▸ Directions
Count the lines in the entries below that mention the string "TcpStream", then write that number by itself.

▸ Records from a dataset
- - - - -

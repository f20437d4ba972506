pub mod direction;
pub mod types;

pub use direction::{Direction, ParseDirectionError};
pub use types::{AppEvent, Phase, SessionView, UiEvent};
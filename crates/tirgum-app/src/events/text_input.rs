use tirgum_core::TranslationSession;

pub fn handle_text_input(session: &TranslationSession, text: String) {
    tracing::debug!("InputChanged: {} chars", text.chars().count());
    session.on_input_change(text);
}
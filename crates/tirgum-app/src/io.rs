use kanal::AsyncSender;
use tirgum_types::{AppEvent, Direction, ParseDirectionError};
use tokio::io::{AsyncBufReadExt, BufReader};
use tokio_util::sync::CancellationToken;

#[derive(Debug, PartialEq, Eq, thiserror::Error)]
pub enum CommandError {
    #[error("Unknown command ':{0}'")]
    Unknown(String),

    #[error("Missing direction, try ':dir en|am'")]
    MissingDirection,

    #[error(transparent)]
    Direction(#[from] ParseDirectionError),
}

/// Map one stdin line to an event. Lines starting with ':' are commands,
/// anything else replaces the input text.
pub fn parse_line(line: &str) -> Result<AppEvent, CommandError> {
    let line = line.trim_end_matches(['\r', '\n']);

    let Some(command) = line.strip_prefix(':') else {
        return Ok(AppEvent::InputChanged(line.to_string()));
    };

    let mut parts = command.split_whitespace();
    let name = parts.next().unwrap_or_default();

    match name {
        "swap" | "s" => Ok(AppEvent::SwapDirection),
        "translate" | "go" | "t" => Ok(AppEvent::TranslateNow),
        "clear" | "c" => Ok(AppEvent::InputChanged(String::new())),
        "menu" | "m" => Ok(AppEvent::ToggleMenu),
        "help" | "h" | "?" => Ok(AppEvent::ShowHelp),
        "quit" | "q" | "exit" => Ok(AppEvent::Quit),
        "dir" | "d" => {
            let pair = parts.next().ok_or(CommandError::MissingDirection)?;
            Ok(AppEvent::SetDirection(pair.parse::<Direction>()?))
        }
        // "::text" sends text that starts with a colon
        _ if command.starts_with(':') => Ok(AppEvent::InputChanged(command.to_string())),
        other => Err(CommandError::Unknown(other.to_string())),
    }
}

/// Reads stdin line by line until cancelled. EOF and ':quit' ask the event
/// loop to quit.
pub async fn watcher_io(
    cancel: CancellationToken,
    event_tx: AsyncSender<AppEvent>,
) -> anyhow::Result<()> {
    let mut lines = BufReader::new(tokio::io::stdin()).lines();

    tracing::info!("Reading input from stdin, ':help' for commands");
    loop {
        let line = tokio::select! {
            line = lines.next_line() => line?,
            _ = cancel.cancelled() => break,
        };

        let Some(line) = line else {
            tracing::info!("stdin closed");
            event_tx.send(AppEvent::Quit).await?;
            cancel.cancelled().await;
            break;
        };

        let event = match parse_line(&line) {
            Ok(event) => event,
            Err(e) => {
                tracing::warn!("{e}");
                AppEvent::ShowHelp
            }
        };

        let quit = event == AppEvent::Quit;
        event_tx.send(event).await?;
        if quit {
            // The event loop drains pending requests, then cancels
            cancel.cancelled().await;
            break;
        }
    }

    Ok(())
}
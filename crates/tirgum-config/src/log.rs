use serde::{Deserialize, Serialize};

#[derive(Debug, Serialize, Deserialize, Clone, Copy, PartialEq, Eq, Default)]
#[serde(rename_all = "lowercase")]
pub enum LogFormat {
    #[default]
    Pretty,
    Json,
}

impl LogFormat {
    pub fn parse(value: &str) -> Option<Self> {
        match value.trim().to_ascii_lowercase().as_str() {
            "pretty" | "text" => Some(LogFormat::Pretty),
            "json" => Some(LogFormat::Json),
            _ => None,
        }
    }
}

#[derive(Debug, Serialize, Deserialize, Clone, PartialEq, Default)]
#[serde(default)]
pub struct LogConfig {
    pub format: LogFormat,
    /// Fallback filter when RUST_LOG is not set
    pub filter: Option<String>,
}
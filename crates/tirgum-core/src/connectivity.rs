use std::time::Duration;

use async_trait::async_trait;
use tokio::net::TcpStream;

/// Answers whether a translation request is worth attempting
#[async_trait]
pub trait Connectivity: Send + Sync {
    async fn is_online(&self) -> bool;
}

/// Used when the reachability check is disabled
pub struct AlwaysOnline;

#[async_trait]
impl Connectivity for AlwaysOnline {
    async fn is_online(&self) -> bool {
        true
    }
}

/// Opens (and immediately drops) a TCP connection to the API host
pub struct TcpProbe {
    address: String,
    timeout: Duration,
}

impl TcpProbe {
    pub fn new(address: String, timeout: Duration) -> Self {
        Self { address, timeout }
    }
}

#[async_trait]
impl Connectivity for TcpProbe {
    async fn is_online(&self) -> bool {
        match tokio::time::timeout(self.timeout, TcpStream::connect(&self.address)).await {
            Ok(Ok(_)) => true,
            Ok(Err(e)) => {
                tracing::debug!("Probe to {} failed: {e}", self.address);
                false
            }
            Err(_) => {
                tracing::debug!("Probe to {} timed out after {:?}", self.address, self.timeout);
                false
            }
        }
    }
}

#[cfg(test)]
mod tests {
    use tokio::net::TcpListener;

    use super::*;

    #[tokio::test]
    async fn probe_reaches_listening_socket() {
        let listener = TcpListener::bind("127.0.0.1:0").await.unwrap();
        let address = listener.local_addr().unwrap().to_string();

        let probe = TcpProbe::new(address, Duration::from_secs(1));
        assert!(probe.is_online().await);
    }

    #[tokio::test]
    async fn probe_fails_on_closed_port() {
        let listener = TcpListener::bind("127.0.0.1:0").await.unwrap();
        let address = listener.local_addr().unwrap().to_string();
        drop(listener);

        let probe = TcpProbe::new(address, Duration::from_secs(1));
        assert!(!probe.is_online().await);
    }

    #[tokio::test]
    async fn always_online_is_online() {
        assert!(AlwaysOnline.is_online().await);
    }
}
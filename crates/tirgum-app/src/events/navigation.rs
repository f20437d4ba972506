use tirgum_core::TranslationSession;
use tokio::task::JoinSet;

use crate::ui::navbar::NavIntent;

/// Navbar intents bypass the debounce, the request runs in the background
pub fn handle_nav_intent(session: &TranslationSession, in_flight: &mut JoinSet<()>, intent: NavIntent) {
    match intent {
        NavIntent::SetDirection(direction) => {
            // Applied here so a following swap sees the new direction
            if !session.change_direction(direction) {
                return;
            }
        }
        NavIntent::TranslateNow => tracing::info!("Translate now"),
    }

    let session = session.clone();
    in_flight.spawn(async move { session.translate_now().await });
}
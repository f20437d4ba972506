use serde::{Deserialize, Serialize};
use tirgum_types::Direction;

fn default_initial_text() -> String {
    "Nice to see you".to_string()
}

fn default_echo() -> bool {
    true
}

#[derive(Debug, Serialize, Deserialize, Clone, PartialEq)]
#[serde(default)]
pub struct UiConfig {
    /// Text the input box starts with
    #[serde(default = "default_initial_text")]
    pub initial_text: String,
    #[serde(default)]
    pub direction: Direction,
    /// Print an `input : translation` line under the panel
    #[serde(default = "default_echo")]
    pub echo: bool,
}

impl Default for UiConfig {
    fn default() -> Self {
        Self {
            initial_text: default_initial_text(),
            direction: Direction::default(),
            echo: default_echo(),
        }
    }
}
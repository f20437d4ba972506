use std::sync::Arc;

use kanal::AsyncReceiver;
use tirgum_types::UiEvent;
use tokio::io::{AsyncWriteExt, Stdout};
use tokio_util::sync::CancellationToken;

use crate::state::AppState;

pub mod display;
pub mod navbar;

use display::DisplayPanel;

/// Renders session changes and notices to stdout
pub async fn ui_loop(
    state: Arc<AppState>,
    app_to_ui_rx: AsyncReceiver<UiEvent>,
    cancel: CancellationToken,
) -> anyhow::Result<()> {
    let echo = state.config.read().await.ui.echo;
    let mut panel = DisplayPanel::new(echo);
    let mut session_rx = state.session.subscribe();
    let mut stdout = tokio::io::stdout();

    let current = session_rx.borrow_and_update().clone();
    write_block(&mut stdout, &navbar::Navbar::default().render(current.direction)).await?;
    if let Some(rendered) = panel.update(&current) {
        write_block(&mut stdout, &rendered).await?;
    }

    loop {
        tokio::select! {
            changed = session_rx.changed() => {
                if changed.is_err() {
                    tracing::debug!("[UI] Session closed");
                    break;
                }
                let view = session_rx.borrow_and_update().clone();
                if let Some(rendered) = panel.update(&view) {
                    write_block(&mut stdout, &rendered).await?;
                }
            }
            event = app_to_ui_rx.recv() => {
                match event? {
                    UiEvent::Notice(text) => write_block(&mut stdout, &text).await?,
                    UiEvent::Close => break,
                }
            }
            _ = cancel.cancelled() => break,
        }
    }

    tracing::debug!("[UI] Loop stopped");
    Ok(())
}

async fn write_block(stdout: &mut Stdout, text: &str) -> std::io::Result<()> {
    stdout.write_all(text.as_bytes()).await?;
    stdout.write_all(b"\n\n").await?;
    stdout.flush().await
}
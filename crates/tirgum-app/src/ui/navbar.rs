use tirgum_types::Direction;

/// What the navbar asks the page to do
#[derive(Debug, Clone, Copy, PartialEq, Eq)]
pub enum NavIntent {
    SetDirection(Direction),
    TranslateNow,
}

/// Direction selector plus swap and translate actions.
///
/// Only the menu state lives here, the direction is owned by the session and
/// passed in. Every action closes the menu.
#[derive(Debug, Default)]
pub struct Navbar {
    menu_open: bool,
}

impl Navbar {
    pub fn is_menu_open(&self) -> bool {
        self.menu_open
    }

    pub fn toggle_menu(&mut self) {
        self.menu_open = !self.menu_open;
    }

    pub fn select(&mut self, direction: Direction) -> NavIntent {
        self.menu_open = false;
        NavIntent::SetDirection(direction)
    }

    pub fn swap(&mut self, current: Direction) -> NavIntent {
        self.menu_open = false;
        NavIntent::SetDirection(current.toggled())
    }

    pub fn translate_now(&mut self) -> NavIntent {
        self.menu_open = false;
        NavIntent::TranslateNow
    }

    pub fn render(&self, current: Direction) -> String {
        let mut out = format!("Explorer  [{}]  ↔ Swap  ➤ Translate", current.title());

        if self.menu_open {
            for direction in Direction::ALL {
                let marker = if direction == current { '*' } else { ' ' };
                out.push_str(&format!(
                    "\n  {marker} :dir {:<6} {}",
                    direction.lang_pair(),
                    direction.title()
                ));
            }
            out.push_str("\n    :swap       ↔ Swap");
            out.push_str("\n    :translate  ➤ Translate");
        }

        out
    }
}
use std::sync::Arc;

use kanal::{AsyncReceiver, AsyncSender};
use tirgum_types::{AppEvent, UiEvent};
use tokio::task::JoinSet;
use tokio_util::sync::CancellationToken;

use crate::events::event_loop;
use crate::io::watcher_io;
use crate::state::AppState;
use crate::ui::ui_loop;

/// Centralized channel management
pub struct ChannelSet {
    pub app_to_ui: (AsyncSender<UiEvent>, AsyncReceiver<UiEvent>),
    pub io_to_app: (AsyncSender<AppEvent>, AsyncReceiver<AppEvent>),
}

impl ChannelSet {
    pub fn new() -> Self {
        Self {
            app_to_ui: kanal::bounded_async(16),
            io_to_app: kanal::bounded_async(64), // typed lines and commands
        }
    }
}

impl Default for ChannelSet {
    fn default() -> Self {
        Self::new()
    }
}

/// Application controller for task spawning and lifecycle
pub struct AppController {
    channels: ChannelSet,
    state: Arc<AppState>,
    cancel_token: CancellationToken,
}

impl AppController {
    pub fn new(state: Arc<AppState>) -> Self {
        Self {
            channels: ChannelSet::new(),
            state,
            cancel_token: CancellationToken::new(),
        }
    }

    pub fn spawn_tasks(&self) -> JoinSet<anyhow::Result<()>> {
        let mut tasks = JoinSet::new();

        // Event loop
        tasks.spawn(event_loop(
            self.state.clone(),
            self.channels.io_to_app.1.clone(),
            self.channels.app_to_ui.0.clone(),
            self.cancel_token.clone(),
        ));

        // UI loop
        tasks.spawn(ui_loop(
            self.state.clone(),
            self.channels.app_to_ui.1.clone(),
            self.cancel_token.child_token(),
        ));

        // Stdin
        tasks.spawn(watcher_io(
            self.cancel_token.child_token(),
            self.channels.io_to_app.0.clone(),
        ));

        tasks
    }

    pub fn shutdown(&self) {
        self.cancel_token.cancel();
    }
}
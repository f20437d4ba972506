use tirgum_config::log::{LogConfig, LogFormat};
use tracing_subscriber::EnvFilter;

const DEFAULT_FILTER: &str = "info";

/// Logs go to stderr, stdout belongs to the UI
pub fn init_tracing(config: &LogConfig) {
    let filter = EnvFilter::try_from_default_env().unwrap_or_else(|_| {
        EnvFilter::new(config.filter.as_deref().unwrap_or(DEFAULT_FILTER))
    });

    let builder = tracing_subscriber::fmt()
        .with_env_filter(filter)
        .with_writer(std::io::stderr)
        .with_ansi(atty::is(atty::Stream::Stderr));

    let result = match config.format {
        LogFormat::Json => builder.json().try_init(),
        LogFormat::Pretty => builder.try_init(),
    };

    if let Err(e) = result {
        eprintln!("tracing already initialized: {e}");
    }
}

- - - - -

▸ Written solution
2